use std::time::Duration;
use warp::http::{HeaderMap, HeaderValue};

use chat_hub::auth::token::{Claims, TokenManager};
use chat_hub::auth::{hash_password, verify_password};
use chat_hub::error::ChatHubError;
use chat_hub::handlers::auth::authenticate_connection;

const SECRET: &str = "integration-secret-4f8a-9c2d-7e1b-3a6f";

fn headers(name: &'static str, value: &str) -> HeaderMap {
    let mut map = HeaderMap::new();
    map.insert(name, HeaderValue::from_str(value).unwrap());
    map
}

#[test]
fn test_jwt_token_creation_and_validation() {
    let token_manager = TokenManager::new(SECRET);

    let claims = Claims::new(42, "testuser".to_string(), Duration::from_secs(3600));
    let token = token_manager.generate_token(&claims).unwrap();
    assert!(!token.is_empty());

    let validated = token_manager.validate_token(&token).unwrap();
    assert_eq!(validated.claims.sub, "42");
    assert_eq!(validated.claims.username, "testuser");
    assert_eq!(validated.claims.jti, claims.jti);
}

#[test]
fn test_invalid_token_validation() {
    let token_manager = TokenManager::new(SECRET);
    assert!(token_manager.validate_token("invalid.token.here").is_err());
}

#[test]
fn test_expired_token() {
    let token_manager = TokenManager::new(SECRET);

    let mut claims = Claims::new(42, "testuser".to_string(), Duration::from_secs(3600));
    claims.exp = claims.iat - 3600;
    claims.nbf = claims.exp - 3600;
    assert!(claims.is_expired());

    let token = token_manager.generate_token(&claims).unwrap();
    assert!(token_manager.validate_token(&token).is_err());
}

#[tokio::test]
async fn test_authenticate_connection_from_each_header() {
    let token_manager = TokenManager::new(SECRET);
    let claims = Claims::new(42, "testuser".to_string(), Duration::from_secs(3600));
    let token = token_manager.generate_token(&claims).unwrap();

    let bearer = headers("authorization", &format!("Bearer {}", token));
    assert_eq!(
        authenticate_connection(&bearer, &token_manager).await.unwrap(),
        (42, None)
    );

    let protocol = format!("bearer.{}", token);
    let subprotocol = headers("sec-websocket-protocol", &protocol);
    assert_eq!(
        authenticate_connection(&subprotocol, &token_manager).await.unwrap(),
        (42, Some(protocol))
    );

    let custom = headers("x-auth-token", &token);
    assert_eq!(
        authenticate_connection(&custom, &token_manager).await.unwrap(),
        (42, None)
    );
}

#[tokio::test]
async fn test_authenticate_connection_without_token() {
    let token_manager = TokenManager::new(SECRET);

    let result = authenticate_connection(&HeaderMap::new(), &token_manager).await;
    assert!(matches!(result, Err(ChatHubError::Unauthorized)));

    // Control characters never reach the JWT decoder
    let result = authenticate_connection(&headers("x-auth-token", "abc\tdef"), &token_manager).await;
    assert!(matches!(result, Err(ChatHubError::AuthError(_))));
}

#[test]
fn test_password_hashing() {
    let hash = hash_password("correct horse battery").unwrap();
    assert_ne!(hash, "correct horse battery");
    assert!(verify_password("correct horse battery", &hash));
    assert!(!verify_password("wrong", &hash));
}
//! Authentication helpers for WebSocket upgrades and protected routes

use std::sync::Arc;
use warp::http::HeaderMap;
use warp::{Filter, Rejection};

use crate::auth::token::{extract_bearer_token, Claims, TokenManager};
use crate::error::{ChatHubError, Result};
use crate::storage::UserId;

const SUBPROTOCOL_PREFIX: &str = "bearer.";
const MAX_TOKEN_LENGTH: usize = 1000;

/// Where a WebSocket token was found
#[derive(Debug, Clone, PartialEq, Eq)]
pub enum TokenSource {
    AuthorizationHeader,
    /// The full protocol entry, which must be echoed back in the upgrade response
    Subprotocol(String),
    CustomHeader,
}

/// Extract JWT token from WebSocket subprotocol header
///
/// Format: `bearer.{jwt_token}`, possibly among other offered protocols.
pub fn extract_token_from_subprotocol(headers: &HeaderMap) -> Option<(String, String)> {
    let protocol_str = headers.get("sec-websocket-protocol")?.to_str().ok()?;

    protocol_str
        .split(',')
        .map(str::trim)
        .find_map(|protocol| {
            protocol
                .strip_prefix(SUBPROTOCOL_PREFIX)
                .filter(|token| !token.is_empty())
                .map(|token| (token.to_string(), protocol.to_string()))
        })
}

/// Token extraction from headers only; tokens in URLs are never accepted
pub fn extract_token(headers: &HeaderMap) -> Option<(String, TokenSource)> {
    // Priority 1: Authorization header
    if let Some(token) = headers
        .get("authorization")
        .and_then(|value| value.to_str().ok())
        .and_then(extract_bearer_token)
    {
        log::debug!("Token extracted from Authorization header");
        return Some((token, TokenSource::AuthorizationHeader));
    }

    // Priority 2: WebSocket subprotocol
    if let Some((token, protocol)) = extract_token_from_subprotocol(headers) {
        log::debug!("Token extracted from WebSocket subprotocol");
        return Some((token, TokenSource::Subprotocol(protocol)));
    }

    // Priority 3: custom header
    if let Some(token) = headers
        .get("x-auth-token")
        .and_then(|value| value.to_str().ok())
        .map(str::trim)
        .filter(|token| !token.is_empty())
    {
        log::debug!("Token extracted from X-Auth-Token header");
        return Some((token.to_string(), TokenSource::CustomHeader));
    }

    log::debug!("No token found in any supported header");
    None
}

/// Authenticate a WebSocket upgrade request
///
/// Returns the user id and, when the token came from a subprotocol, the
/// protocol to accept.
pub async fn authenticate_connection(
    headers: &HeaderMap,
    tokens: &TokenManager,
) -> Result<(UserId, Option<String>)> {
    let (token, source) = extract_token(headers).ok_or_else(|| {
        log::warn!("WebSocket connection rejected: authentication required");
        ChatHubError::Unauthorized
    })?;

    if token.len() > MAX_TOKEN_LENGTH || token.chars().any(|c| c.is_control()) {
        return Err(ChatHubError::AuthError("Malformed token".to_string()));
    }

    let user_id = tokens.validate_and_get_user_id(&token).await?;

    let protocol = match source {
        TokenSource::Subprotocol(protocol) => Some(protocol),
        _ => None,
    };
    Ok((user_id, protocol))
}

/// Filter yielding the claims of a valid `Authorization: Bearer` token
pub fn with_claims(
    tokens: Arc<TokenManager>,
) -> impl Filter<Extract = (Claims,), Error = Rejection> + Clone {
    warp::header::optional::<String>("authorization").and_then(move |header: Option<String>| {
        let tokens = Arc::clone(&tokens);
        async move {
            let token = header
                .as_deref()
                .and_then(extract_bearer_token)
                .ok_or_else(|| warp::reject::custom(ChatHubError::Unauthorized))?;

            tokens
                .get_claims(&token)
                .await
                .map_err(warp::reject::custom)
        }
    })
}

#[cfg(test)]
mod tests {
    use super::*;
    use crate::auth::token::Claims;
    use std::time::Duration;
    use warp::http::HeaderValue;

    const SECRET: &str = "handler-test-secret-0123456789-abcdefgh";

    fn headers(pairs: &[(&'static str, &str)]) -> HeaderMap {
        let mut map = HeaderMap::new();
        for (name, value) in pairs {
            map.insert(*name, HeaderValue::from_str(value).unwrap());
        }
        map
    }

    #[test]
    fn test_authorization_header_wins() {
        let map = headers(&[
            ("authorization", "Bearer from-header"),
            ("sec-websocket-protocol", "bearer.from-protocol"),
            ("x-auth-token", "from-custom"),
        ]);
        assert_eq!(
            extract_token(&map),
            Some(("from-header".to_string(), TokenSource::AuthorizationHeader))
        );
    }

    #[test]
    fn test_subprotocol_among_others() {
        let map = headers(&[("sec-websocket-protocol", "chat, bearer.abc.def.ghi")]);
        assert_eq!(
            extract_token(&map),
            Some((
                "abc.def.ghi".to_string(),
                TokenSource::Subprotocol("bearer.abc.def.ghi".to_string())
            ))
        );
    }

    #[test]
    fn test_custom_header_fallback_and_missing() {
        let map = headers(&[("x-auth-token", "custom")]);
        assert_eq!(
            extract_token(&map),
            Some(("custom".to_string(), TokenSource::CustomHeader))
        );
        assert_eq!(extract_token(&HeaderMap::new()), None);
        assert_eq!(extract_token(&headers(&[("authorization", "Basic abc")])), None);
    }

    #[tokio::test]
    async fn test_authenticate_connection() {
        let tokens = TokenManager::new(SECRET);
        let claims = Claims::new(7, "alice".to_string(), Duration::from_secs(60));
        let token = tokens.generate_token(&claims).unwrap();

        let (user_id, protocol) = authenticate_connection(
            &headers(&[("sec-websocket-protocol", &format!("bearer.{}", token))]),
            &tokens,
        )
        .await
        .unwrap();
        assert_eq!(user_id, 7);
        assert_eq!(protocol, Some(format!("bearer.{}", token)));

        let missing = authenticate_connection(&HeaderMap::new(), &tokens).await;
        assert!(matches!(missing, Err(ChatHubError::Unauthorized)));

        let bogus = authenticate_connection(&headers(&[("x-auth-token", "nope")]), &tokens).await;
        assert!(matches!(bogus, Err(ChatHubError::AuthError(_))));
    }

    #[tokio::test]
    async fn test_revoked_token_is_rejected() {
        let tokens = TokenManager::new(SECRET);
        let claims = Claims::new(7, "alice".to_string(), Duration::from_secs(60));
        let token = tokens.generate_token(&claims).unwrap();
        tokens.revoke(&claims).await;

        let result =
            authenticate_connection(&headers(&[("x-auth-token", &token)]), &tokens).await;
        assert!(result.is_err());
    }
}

************

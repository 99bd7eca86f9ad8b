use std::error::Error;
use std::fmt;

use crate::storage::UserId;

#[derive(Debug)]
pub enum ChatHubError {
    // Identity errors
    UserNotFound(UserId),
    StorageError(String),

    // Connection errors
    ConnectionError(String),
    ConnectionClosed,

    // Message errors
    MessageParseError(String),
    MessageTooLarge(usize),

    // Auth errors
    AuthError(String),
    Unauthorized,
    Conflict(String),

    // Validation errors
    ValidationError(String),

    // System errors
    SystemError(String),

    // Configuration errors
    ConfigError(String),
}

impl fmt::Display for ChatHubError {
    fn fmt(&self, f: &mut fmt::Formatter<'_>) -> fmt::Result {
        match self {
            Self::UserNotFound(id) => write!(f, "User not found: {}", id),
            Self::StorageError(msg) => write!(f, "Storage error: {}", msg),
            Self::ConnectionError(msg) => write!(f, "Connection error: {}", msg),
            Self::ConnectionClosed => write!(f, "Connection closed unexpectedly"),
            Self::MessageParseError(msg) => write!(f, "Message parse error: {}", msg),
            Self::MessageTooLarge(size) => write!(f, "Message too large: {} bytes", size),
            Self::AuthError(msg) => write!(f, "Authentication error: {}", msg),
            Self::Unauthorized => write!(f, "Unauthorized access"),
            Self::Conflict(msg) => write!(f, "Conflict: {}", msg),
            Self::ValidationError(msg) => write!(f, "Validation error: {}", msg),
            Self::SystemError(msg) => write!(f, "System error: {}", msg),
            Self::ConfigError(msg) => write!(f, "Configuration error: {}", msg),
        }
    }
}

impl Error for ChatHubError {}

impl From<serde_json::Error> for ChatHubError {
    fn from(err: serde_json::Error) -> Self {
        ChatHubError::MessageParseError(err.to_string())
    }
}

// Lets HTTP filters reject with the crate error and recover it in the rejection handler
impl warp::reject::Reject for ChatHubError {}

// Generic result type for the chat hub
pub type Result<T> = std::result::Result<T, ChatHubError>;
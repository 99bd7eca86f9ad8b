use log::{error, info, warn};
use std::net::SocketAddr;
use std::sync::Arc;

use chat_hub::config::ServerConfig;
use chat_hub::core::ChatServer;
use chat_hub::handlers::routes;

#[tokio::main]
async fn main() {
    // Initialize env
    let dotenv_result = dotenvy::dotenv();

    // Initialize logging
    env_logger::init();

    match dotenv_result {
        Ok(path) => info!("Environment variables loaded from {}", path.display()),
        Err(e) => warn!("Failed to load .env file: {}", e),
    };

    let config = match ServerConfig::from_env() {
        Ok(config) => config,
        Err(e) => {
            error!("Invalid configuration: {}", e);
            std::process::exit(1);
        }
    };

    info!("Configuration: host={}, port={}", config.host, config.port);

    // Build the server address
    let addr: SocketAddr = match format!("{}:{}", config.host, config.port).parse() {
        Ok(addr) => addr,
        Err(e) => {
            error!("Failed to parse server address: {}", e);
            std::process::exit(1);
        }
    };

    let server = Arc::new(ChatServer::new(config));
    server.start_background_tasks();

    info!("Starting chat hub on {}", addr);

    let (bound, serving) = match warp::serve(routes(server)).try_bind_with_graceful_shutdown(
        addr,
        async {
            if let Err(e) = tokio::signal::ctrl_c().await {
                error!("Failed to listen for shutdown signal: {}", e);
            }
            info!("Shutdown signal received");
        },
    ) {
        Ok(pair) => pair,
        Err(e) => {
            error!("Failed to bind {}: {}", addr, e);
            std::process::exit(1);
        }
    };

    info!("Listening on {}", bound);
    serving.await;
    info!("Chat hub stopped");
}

************

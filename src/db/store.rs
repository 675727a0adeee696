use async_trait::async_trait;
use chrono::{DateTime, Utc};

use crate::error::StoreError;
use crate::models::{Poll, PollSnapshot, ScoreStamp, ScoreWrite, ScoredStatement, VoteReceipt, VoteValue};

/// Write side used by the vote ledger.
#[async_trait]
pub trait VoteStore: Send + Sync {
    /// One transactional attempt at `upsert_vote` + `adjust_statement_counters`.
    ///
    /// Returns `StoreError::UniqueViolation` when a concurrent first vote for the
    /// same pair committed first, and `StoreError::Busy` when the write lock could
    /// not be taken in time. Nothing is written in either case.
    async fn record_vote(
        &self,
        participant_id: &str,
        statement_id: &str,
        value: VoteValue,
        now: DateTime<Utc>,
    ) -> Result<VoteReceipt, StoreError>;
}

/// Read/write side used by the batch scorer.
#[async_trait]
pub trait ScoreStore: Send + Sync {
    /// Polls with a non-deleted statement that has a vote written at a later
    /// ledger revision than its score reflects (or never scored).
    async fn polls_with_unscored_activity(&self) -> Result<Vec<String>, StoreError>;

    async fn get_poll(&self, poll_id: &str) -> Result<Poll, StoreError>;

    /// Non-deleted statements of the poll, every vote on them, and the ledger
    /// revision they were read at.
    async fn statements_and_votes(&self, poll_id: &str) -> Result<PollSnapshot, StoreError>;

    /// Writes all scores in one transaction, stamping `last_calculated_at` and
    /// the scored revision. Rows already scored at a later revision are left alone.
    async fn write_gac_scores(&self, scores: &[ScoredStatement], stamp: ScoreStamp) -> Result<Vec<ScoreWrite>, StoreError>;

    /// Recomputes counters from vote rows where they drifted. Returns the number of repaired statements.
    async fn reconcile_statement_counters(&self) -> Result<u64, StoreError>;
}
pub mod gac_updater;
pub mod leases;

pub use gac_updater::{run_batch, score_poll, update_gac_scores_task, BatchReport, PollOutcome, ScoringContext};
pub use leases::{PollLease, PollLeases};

************

*ACTION ITEM*. Using the string "Option" as the search term, count the lines of the data above that hold it and report that number alone.

*RESPONSE BELOW*. 4